Hoge Raad, 22-09-2023, ECLI:NL:HR:2023:1286, 23/00371
Hoge Raad, 22-09-2023, ECLI:NL:HR:2023:1286, 23/00371
Gegevens
- Instantie
- Hoge Raad
- Datum uitspraak
- 22 september 2023
- Datum publicatie
- 22 september 2023
- ECLI
- ECLI:NL:HR:2023:1286
- Formele relaties
- In sprongcassatie op: ECLI:NL:RBZWB:2022:7883
- Zaaknummer
- 23/00371
Inhoudsindicatie
HR: 81.1 RO.
Uitspraak
HOGE RAAD DER NEDERLANDEN
BELASTINGKAMER
Nummer 23/00371
Datum 22 september 2023
ARREST
in de zaak van
[X] (hierna: belanghebbende)
tegen
de STAATSSECRETARIS VAN FINANCIËN
op het beroep in cassatie tegen de uitspraak van de Rechtbank Zeeland-West-Brabant van 22 december 2022, nr. BRE 21/56121, op het verzet van belanghebbende tegen de uitspraak van de Rechtbank van 15 april 2022.
1 Geding in cassatie
Belanghebbende heeft tegen de uitspraak van de Rechtbank op het verzet beroep in cassatie ingesteld.
De Staatssecretaris, vertegenwoordigd door [P], heeft een verweerschrift ingediend.

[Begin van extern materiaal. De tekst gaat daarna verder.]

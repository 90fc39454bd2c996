//! Terminal grid - the visible screen area
//!
//! The grid is a 2D array of cells representing the visible terminal area.
//! Row shuffles (scrolling, line insert/delete) rotate whole lines in place.

use std::collections::TryReserveError;

use crate::cell::CellAttributes;
use crate::line::Line;
use crate::Dimensions;

/// The terminal grid (visible screen area)
#[derive(Debug, Clone, PartialEq, Eq)]
pub struct Grid {
    /// Lines in the grid (row 0 is top)
    lines: Vec<Line>,
    cols: usize,
    rows: usize,
}

impl Grid {
    /// Create a new grid with the specified dimensions
    pub fn new(dims: Dimensions) -> Self {
        Self {
            lines: (0..dims.rows).map(|_| Line::new(dims.cols)).collect(),
            cols: dims.cols,
            rows: dims.rows,
        }
    }

    /// Like [`Grid::new`], reporting allocation failure
    pub fn try_new(dims: Dimensions) -> Result<Self, TryReserveError> {
        let mut lines = Vec::new();
        lines.try_reserve_exact(dims.rows)?;
        for _ in 0..dims.rows {
            lines.push(Line::try_with_attrs(dims.cols, CellAttributes::default())?);
        }
        Ok(Self {
            lines,
            cols: dims.cols,
            rows: dims.rows,
        })
    }

    pub fn dimensions(&self) -> Dimensions {
        Dimensions::new(self.cols, self.rows)
    }

    pub fn cols(&self) -> usize {
        self.cols
    }

    pub fn rows(&self) -> usize {
        self.rows
    }

    /// Get a reference to a line, panics if out of bounds
    pub fn line(&self, row: usize) -> &Line {
        &self.lines[row]
    }

    /// Get a mutable reference to a line, panics if out of bounds
    pub fn line_mut(&mut self, row: usize) -> &mut Line {
        &mut self.lines[row]
    }

    pub fn get_line(&self, row: usize) -> Option<&Line> {
        self.lines.get(row)
    }

    /// Clear the entire grid
    pub fn clear(&mut self, attrs: CellAttributes) {
        for line in &mut self.lines {
            line.clear(attrs);
        }
    }

    /// Clear from (row, col) to end of screen
    pub fn clear_below(&mut self, row: usize, col: usize, attrs: CellAttributes) {
        if row >= self.rows {
            return;
        }
        self.lines[row].erase(col, self.cols, attrs);
        for line in self.lines.iter_mut().skip(row + 1) {
            line.clear(attrs);
        }
    }

    /// Clear from start of screen to (row, col) inclusive
    pub fn clear_above(&mut self, row: usize, col: usize, attrs: CellAttributes) {
        if row >= self.rows {
            return;
        }
        for line in self.lines.iter_mut().take(row) {
            line.clear(attrs);
        }
        self.lines[row].erase(0, col + 1, attrs);
    }

    /// Scroll the region `top..=bottom` up by n lines
    ///
    /// Returns the lines that left the top of the region, oldest first.
    pub fn scroll_up(
        &mut self,
        top: usize,
        bottom: usize,
        n: usize,
        attrs: CellAttributes,
    ) -> Vec<Line> {
        if top > bottom || bottom >= self.rows || n == 0 {
            return Vec::new();
        }
        let n = n.min(bottom - top + 1);
        let cols = self.cols;

        self.lines[top..=bottom].rotate_left(n);
        self.lines[bottom + 1 - n..=bottom]
            .iter_mut()
            .map(|line| std::mem::replace(line, Line::with_attrs(cols, attrs)))
            .collect()
    }

    /// Scroll the region `top..=bottom` down by n lines, blank lines enter at the top
    pub fn scroll_down(&mut self, top: usize, bottom: usize, n: usize, attrs: CellAttributes) {
        if top > bottom || bottom >= self.rows || n == 0 {
            return;
        }
        let n = n.min(bottom - top + 1);
        self.lines[top..=bottom].rotate_right(n);
        for line in &mut self.lines[top..top + n] {
            line.clear(attrs);
        }
    }

    /// Insert n blank lines at row, pushing lines below it down to `bottom`
    pub fn insert_lines(&mut self, row: usize, n: usize, bottom: usize, attrs: CellAttributes) {
        self.scroll_down(row, bottom, n, attrs);
    }

    /// Delete n lines at row, pulling lines up from `bottom`
    pub fn delete_lines(&mut self, row: usize, n: usize, bottom: usize, attrs: CellAttributes) {
        if row > bottom || bottom >= self.rows || n == 0 {
            return;
        }
        let n = n.min(bottom - row + 1);
        self.lines[row..=bottom].rotate_left(n);
        for line in &mut self.lines[bottom + 1 - n..=bottom] {
            line.clear(attrs);
        }
    }

    /// Reserve everything a resize to `dims` needs
    ///
    /// Returns the new rows to hand to [`Grid::apply_resize`]. On error the
    /// grid content is unchanged.
    pub fn reserve_resize(
        &mut self,
        dims: Dimensions,
        attrs: CellAttributes,
    ) -> Result<Vec<Line>, TryReserveError> {
        let added = dims.rows.saturating_sub(self.rows);
        let mut extra = Vec::new();
        extra.try_reserve_exact(added)?;
        for _ in 0..added {
            extra.push(Line::try_with_attrs(dims.cols, attrs)?);
        }
        self.lines.try_reserve_exact(added)?;
        for line in self.lines.iter_mut().take(dims.rows) {
            line.reserve_cols(dims.cols)?;
        }
        Ok(extra)
    }

    /// Truncate or pad rows and columns to `dims`; cannot fail after
    /// [`Grid::reserve_resize`]
    pub fn apply_resize(&mut self, dims: Dimensions, attrs: CellAttributes, extra: Vec<Line>) {
        self.lines.truncate(dims.rows);
        for line in &mut self.lines {
            line.resize(dims.cols, attrs);
        }
        self.lines.extend(extra);
        self.cols = dims.cols;
        self.rows = dims.rows;
    }

    pub fn iter(&self) -> impl Iterator<Item = &Line> {
        self.lines.iter()
    }

    pub fn iter_mut(&mut self) -> impl Iterator<Item = &mut Line> {
        self.lines.iter_mut()
    }
}

#[cfg(test)]
mod tests {
    use super::*;
    use crate::cell::CellWidth;

    fn lettered(rows: usize) -> Grid {
        let mut grid = Grid::new(Dimensions::new(10, rows));
        for row in 0..rows {
            grid.line_mut(row).cell_mut(0).set(
                (b'A' + row as u8) as char,
                CellAttributes::default(),
                CellWidth::Narrow,
            );
        }
        grid
    }

    fn column0(grid: &Grid) -> String {
        grid.iter().map(|l| l.cell(0).display_char()).collect()
    }

    #[test]
    fn test_grid_new() {
        let grid = Grid::try_new(Dimensions::new(80, 24)).unwrap();
        assert_eq!(grid.cols(), 80);
        assert_eq!(grid.rows(), 24);
    }

    #[test]
    fn test_grid_scroll_up() {
        let mut grid = lettered(5);
        let scrolled = grid.scroll_up(0, 4, 2, CellAttributes::default());

        assert_eq!(scrolled.len(), 2);
        assert_eq!(scrolled[0].text(), "A");
        assert_eq!(scrolled[1].text(), "B");
        assert_eq!(column0(&grid), "CDE  ");
    }

    #[test]
    fn test_grid_scroll_down() {
        let mut grid = lettered(5);
        grid.scroll_down(0, 4, 2, CellAttributes::default());
        assert_eq!(column0(&grid), "  ABC");
    }

    #[test]
    fn test_grid_scroll_region() {
        let mut grid = lettered(5);
        grid.scroll_up(1, 3, 1, CellAttributes::default());
        assert_eq!(column0(&grid), "ACD E");
    }

    #[test]
    fn test_grid_scroll_more_than_region() {
        let mut grid = lettered(5);
        let scrolled = grid.scroll_up(1, 2, 10, CellAttributes::default());
        assert_eq!(scrolled.len(), 2);
        assert_eq!(column0(&grid), "A  DE");
    }

    #[test]
    fn test_grid_insert_lines() {
        let mut grid = lettered(5);
        grid.insert_lines(1, 2, 4, CellAttributes::default());
        assert_eq!(column0(&grid), "A  BC");
    }

    #[test]
    fn test_grid_delete_lines() {
        let mut grid = lettered(5);
        grid.delete_lines(1, 2, 4, CellAttributes::default());
        assert_eq!(column0(&grid), "ADE  ");
    }

    #[test]
    fn test_grid_delete_lines_inside_region() {
        let mut grid = lettered(5);
        grid.delete_lines(1, 1, 3, CellAttributes::default());
        assert_eq!(column0(&grid), "ACD E");
    }

    #[test]
    fn test_grid_clear_below_and_above() {
        let mut grid = lettered(3);
        grid.clear_below(1, 0, CellAttributes::default());
        assert_eq!(column0(&grid), "A  ");

        let mut grid = lettered(3);
        grid.clear_above(1, 0, CellAttributes::default());
        assert_eq!(column0(&grid), "  C");
    }

    #[test]
    fn test_grid_resize() {
        let mut grid = lettered(5);
        let dims = Dimensions::new(20, 3);
        let extra = grid.reserve_resize(dims, CellAttributes::default()).unwrap();
        grid.apply_resize(dims, CellAttributes::default(), extra);

        assert_eq!(grid.dimensions(), dims);
        assert_eq!(column0(&grid), "ABC");
        assert!(grid.iter().all(|l| l.cols() == 20));

        let dims = Dimensions::new(4, 6);
        let extra = grid.reserve_resize(dims, CellAttributes::default()).unwrap();
        grid.apply_resize(dims, CellAttributes::default(), extra);
        assert_eq!(grid.rows(), 6);
        assert!(grid.iter().all(|l| l.cols() == 4));
    }
}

Belanghebbende heeft een conclusie van repliek ingediend.
2 Beoordeling van de klachten
De Hoge Raad heeft de klachten over de uitspraak van de Rechtbank beoordeeld. De uitkomst hiervan is dat deze klachten niet kunnen leiden tot vernietiging van die uitspraak. De Hoge Raad hoeft niet te motiveren waarom hij tot dit oordeel is gekomen. Bij de beoordeling van deze klachten is het namelijk niet nodig om antwoord te geven op vragen die van belang zijn voor de eenheid of de ontwikkeling van het recht (zie artikel 81, lid 1, van de Wet op de rechterlijke organisatie).
3 Proceskosten
De Hoge Raad ziet geen aanleiding voor een veroordeling in de proceskosten.